'''
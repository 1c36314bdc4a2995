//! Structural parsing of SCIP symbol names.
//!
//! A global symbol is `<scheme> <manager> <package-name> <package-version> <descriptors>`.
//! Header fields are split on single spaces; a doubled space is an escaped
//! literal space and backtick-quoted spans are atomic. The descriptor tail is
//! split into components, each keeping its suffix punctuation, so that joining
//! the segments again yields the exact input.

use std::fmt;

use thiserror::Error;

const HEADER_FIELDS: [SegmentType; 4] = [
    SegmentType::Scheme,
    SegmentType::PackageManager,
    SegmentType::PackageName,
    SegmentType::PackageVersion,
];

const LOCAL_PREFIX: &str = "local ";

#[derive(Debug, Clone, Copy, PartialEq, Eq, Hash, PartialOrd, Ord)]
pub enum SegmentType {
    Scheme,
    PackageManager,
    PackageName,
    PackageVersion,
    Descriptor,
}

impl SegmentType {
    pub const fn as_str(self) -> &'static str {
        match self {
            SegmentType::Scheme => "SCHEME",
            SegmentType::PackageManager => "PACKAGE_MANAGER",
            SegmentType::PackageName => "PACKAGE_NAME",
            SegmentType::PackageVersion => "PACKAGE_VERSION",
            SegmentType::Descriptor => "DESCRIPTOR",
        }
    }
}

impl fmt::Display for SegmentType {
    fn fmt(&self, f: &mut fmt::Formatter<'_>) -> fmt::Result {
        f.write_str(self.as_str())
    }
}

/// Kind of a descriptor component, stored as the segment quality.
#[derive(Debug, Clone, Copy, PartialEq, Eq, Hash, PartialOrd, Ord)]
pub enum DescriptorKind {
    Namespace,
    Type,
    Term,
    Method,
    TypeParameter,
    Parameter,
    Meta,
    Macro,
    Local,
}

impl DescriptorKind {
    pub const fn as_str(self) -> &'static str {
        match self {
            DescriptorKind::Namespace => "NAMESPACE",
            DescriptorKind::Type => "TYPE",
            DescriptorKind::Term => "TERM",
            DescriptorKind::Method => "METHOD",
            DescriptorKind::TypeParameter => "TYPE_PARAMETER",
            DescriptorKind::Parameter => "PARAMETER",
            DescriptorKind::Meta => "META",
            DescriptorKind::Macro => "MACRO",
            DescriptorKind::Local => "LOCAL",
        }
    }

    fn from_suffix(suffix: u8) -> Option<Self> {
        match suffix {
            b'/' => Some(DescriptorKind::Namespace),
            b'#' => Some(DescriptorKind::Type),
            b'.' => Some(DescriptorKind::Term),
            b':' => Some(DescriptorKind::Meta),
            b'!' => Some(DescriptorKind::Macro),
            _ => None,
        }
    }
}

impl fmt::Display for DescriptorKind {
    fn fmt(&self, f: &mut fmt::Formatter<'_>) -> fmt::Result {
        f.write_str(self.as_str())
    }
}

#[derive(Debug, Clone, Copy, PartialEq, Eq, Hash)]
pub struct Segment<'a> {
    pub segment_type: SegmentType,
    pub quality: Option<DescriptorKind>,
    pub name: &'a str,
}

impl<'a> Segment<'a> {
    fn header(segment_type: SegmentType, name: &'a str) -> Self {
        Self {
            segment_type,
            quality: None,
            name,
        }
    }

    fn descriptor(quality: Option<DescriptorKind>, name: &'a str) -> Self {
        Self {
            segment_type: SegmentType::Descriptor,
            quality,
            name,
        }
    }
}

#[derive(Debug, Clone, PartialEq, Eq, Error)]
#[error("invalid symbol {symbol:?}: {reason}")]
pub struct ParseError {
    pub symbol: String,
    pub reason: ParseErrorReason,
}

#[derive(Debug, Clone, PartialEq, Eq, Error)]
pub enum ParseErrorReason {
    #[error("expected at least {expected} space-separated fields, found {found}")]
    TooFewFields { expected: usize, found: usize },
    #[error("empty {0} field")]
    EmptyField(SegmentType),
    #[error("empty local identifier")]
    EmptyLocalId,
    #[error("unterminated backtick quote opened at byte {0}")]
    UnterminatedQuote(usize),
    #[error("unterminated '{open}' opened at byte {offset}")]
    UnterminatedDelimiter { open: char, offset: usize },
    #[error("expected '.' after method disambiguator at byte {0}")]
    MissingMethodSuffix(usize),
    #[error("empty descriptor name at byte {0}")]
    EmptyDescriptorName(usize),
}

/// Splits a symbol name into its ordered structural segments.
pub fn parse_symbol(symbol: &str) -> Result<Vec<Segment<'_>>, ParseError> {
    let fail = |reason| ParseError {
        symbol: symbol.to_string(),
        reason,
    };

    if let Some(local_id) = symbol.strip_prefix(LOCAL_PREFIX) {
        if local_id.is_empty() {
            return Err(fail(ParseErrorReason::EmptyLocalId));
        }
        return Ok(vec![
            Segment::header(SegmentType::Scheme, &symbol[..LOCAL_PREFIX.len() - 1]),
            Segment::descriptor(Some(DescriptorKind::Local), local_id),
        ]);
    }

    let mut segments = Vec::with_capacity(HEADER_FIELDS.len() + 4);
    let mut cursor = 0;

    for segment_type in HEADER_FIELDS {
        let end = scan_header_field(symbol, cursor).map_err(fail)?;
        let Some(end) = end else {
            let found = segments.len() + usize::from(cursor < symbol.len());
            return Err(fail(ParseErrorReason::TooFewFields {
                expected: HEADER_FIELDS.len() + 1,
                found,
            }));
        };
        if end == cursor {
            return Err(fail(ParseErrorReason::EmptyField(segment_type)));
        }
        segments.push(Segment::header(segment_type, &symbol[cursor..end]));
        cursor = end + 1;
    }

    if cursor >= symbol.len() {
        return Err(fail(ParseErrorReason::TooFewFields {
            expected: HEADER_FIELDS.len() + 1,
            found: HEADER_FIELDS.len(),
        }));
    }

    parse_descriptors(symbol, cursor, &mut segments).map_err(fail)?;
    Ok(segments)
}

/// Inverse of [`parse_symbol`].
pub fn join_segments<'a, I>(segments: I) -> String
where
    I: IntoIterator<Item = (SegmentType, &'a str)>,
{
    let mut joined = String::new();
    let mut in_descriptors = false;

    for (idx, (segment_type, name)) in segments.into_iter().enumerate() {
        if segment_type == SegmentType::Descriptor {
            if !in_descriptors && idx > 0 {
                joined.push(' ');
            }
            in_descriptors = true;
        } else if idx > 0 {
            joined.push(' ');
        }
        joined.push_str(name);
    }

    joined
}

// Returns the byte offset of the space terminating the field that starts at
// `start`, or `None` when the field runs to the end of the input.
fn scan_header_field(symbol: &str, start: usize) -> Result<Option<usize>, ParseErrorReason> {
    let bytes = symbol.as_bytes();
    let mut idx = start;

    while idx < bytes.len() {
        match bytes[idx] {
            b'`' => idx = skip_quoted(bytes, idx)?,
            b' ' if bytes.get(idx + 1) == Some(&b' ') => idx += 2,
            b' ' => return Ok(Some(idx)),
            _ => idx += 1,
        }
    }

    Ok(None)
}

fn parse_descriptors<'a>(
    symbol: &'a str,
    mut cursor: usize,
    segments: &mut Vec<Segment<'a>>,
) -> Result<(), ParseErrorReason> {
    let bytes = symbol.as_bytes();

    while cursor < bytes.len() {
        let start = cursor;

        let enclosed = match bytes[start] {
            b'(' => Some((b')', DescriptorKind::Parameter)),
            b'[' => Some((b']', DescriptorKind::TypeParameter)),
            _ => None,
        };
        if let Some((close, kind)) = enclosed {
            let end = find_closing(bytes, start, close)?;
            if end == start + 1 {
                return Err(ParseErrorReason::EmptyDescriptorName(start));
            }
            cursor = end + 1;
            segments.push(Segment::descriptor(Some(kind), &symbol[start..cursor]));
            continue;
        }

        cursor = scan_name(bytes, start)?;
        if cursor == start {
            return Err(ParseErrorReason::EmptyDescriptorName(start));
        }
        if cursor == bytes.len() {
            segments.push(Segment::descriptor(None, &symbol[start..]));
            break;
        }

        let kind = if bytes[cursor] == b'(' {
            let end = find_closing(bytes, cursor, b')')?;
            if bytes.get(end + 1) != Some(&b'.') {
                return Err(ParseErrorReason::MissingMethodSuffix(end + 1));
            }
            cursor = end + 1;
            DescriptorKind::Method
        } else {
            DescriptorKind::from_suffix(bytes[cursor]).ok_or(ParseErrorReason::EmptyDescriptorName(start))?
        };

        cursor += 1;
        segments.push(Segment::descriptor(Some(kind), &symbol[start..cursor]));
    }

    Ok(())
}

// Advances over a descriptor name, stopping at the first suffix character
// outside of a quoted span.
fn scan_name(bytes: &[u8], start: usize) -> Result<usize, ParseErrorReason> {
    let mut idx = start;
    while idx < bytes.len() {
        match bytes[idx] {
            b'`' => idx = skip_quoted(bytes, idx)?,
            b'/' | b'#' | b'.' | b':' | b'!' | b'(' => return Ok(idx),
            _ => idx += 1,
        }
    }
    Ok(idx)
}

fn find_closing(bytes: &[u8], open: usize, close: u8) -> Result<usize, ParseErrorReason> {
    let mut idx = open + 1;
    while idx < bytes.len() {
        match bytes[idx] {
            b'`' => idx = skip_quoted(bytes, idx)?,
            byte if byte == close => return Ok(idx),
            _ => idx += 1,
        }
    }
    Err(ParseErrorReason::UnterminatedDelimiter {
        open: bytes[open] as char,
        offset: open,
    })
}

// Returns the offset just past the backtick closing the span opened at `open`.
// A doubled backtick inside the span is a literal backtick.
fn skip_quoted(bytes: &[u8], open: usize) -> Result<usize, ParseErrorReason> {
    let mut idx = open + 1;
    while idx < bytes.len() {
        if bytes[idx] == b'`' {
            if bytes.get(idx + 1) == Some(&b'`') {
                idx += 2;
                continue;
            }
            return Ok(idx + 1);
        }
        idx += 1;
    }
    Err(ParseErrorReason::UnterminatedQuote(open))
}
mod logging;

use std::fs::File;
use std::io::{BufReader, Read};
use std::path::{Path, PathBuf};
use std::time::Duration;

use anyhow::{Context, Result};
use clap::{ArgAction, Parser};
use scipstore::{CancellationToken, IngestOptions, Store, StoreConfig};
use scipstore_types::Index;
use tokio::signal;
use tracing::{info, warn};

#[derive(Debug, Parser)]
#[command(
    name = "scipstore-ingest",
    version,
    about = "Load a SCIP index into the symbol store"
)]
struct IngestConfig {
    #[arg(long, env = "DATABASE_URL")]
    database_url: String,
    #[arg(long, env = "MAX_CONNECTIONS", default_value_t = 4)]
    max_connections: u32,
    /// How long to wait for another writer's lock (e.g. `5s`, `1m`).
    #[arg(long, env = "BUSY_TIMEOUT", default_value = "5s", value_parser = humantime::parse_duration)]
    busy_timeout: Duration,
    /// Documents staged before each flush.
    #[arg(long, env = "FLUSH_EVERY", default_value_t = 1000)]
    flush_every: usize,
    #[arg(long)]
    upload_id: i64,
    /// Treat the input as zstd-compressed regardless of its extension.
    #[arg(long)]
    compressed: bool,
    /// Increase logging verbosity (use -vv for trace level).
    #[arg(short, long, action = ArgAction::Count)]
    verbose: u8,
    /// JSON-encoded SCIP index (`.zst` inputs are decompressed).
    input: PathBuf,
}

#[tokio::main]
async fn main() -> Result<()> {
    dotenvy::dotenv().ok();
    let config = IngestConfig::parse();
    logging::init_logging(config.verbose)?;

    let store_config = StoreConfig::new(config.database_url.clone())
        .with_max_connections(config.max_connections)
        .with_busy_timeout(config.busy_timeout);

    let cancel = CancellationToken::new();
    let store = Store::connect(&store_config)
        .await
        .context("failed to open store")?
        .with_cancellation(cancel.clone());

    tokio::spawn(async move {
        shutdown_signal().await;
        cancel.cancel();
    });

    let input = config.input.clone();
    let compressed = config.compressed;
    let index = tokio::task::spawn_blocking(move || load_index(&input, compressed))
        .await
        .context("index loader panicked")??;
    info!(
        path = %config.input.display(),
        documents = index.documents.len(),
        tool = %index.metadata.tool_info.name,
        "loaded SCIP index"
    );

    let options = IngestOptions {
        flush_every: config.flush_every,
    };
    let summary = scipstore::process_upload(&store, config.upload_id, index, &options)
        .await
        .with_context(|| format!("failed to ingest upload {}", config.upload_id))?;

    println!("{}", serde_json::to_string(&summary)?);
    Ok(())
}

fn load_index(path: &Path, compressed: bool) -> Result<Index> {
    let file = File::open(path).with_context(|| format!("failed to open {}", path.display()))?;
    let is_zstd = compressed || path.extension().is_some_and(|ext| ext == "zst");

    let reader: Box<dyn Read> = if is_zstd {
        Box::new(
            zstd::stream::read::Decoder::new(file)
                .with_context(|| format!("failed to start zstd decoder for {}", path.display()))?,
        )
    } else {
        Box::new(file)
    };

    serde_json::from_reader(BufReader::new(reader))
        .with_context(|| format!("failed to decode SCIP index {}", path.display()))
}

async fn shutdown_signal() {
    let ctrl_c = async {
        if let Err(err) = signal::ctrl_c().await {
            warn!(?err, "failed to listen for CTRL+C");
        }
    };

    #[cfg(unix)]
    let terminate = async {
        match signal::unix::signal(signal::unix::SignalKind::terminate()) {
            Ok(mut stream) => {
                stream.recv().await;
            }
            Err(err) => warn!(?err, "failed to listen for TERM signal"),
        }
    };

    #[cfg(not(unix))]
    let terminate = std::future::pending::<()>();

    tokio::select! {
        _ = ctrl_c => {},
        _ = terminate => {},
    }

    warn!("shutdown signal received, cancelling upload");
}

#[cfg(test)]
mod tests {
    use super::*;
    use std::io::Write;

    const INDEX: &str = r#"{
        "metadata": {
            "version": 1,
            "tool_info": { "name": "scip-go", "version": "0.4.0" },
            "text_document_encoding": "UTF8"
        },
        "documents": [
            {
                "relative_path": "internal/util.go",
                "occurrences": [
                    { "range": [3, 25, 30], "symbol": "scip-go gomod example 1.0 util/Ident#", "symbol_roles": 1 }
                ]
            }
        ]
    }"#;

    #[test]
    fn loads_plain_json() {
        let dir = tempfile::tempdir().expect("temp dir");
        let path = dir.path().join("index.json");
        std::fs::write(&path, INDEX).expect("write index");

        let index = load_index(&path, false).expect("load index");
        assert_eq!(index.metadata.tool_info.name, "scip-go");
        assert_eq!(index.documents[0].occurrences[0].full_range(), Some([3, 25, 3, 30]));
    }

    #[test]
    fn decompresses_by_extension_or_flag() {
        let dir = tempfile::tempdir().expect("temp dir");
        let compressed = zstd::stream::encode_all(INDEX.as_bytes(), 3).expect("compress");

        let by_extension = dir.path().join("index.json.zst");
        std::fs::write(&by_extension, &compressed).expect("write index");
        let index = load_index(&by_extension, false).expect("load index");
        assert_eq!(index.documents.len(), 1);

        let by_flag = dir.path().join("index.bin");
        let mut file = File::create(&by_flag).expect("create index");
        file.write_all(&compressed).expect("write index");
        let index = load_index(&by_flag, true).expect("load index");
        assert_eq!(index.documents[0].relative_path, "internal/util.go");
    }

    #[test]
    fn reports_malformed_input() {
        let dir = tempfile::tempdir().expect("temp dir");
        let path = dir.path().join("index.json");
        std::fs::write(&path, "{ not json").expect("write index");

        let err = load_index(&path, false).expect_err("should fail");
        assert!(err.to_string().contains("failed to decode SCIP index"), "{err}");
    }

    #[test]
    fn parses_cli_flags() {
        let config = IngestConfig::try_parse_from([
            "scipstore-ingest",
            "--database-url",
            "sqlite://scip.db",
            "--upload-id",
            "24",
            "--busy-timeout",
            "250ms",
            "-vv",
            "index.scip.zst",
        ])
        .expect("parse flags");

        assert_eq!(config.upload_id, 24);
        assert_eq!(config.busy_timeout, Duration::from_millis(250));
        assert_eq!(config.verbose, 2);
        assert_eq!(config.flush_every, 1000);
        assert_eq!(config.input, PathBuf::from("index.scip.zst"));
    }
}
'''
▸ WHAT YOU WILL DO
Up to and including the line with "descriptor tail is", output every line of the records above exactly, starting from the first; output nothing else.

▸ YOUR SOLUTION
repository 1c36314bdc4a2995
//! Structural parsing of SCIP symbol names.
//!
//! A global symbol is `<scheme> <manager> <package-name> <package-version> <descriptors>`.
//! Header fields are split on single spaces; a doubled space is an escaped
//! literal space and backtick-quoted spans are atomic. The descriptor tail is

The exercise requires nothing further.